Using the records below, copy every line that holds the string "along".
════════════════════
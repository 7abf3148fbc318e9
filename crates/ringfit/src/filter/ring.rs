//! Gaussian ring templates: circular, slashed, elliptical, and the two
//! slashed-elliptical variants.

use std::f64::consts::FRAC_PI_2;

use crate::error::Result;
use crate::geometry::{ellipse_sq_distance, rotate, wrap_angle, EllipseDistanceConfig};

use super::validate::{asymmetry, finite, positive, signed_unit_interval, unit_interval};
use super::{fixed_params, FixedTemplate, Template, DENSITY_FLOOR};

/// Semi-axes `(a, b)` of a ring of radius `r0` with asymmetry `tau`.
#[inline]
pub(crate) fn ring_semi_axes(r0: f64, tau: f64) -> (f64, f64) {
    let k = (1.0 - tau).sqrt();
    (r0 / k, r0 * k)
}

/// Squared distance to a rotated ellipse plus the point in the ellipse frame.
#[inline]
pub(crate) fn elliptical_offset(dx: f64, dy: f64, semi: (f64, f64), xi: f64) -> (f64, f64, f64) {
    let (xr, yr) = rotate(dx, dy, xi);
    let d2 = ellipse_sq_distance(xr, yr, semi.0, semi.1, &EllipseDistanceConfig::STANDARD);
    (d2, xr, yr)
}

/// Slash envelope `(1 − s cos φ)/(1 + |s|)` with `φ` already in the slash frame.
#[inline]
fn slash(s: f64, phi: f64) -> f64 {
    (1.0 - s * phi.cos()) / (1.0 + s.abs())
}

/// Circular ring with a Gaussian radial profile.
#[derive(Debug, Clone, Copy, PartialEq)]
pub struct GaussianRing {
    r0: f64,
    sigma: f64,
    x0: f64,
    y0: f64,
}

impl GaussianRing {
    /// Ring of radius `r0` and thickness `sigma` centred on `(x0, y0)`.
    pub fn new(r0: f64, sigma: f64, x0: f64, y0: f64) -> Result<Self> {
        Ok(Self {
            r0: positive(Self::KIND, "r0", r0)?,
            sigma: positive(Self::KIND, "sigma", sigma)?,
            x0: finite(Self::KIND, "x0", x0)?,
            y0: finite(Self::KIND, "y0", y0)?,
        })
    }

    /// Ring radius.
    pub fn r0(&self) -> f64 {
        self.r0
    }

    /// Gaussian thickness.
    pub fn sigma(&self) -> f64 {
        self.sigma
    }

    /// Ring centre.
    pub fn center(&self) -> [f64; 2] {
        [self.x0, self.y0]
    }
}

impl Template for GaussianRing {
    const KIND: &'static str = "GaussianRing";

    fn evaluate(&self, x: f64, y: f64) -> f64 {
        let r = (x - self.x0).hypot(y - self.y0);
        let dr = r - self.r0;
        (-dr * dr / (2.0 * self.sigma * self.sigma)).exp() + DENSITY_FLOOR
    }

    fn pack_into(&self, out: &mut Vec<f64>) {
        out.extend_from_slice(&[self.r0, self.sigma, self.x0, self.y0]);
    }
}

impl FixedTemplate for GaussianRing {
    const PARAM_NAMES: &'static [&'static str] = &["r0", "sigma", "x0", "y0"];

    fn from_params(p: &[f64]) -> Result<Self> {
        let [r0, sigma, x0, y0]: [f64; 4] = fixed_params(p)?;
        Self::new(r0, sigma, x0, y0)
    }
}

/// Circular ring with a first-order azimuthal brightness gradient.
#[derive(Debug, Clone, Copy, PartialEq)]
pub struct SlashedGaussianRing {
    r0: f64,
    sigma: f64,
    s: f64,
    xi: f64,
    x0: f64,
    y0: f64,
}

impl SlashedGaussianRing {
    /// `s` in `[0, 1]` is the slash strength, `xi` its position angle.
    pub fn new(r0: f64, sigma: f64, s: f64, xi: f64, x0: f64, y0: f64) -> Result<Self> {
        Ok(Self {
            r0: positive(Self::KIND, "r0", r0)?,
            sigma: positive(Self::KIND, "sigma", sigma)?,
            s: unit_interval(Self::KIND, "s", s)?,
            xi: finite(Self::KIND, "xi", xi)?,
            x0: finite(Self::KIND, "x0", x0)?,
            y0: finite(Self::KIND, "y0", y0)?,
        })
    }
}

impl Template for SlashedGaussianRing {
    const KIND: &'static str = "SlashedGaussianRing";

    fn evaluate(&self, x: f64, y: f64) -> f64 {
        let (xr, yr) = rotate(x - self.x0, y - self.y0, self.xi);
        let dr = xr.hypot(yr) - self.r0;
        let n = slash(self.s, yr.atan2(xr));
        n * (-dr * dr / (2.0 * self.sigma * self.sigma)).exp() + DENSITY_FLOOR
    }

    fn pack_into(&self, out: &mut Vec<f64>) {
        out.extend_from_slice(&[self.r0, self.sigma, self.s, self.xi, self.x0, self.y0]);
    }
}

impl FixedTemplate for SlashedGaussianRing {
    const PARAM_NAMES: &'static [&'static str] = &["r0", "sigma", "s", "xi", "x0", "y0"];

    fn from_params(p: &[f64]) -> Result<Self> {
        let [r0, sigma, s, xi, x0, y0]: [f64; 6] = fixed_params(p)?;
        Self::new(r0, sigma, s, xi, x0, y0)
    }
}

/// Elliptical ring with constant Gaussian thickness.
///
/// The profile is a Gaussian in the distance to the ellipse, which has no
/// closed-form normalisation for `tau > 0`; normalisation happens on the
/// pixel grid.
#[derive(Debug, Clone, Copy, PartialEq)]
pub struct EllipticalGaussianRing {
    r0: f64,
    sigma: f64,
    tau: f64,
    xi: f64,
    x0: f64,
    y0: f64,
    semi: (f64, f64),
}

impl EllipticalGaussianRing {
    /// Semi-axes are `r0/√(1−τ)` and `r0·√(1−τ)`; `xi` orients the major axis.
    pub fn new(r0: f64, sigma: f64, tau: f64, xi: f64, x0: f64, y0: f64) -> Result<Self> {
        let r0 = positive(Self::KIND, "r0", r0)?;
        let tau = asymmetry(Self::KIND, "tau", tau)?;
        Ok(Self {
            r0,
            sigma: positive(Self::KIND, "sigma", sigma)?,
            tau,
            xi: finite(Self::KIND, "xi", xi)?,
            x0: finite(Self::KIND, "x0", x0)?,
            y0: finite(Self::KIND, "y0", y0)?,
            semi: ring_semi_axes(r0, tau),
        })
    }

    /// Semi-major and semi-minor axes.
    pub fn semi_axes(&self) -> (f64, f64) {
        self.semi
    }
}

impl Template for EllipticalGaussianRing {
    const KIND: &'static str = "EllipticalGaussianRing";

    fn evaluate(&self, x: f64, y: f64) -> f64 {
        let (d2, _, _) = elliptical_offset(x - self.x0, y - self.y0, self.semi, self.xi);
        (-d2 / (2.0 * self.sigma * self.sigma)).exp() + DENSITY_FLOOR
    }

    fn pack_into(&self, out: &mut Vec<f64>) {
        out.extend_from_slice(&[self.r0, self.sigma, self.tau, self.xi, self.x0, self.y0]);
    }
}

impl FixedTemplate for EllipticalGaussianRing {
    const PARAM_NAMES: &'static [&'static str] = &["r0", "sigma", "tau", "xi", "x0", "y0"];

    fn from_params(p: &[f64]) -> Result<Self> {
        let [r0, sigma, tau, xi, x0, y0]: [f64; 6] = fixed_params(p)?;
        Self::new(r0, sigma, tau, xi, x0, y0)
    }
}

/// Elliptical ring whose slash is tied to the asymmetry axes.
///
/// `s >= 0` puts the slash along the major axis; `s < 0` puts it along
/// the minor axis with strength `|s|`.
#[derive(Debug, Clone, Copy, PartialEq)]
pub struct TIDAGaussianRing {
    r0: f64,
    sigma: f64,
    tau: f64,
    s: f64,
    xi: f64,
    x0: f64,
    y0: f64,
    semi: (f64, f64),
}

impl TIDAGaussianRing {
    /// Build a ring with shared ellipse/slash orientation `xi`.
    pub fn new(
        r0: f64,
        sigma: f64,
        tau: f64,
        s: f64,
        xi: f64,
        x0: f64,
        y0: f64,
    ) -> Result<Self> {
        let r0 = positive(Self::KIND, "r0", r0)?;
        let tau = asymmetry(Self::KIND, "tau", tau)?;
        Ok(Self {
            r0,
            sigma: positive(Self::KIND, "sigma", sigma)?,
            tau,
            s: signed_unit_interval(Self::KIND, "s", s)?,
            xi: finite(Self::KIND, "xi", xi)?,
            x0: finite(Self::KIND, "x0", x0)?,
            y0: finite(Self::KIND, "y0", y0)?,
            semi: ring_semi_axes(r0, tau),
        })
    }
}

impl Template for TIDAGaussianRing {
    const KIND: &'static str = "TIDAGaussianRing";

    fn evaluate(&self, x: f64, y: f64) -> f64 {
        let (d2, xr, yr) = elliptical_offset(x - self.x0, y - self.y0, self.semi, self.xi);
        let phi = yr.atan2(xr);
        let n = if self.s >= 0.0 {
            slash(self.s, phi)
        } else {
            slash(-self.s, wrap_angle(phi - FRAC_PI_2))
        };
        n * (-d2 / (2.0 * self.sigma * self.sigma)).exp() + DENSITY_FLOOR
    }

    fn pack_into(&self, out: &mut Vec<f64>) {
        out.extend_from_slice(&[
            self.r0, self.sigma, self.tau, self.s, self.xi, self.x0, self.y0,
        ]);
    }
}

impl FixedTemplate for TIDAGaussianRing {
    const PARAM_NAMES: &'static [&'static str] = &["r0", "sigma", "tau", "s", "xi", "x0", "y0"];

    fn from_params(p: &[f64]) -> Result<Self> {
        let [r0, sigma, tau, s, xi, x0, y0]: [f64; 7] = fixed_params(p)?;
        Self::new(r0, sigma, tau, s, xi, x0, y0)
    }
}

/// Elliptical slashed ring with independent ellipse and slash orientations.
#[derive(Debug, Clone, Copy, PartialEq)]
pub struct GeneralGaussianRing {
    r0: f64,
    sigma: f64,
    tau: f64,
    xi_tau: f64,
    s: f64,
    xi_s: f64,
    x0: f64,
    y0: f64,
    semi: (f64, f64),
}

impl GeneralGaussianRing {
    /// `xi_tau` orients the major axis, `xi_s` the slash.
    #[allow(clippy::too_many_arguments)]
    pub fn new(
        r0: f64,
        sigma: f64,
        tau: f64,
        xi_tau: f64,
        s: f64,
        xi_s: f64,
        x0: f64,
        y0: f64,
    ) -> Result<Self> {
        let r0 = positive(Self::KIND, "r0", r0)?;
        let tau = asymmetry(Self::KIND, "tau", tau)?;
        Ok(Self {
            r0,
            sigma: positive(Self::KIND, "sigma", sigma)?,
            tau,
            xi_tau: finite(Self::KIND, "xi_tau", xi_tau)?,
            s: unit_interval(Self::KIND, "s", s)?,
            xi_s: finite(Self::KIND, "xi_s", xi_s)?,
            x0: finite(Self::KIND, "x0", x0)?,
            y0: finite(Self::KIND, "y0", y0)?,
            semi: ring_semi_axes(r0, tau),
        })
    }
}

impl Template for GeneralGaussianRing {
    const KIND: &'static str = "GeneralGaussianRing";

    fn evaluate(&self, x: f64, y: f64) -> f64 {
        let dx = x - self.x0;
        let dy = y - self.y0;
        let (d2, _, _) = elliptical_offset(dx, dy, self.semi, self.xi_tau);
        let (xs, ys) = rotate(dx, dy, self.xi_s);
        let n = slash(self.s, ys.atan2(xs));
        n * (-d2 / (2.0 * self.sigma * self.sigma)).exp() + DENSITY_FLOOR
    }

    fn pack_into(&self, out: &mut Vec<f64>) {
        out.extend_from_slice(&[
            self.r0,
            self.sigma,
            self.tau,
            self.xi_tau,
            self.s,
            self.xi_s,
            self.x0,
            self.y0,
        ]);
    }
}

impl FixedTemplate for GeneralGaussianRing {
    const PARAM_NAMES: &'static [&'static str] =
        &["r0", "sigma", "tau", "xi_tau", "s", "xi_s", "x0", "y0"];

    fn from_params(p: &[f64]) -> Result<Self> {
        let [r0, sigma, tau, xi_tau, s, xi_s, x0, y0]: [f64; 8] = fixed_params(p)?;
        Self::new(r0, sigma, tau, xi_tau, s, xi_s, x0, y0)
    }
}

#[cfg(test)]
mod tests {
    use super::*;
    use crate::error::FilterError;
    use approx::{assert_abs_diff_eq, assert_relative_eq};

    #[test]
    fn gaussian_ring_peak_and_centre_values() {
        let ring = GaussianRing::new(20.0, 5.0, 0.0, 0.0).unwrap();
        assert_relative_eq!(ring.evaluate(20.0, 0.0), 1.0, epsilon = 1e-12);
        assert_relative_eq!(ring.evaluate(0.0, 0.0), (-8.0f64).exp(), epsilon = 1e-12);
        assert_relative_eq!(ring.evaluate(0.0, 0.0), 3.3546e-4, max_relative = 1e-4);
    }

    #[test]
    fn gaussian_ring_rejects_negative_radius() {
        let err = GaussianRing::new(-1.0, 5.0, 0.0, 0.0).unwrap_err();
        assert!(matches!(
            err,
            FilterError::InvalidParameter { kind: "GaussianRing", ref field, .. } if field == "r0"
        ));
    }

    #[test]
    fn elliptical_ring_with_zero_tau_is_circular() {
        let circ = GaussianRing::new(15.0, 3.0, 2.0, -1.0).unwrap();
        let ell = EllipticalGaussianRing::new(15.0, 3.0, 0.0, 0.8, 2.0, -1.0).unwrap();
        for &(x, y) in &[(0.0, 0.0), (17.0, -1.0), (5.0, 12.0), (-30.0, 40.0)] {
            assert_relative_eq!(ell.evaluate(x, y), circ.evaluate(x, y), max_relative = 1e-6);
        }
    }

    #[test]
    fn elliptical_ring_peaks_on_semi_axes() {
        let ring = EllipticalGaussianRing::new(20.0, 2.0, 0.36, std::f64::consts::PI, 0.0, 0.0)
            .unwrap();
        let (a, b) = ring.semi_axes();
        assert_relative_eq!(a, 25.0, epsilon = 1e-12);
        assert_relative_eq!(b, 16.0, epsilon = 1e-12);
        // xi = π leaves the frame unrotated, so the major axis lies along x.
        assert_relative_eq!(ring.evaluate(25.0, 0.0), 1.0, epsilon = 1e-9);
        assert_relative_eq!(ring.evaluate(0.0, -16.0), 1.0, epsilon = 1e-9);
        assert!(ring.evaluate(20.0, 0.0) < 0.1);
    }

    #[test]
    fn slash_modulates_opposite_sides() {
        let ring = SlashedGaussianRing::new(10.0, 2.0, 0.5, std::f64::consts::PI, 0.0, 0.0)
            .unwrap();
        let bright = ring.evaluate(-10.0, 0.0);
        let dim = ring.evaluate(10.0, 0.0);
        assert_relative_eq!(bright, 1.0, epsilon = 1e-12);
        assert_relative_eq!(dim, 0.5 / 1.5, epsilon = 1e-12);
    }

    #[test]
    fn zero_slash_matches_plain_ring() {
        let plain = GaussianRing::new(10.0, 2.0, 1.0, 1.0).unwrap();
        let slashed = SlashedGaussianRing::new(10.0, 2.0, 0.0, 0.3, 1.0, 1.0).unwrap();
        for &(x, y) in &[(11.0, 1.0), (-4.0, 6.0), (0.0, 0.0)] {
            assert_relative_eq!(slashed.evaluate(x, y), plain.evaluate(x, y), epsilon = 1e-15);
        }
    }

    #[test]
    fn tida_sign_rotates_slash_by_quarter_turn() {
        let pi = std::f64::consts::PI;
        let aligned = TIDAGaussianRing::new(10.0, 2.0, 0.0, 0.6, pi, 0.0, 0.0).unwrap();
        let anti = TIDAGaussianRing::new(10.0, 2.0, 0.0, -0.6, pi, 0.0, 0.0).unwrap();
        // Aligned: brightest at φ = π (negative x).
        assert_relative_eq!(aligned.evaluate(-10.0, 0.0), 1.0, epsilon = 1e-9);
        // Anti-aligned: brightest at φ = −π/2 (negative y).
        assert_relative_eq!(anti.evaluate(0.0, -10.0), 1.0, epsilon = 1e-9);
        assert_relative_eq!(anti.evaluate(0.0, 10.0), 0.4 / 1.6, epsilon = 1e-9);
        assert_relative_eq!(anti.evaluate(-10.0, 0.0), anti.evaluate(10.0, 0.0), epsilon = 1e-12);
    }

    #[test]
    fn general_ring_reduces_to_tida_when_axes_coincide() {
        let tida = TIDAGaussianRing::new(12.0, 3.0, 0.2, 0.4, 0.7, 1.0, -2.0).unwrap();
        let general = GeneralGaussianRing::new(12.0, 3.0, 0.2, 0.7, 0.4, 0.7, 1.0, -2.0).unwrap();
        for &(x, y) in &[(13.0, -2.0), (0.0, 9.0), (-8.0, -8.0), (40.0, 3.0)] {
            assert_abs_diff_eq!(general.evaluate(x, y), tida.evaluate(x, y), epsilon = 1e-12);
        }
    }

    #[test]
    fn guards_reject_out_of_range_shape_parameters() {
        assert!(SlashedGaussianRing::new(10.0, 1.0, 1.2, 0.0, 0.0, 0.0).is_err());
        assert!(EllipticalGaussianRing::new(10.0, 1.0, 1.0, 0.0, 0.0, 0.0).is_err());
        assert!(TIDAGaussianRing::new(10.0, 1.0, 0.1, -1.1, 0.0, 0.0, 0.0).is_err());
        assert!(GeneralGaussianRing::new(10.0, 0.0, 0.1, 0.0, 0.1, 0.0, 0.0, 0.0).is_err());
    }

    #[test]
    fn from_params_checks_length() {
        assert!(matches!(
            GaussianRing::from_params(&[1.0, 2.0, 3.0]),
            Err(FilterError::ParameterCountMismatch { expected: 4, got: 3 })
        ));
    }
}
════════════════════
▶ **EXERCISE RESULT**:
/// `s >= 0` puts the slash along the major axis; `s < 0` puts it along
        // xi = π leaves the frame unrotated, so the major axis lies along x.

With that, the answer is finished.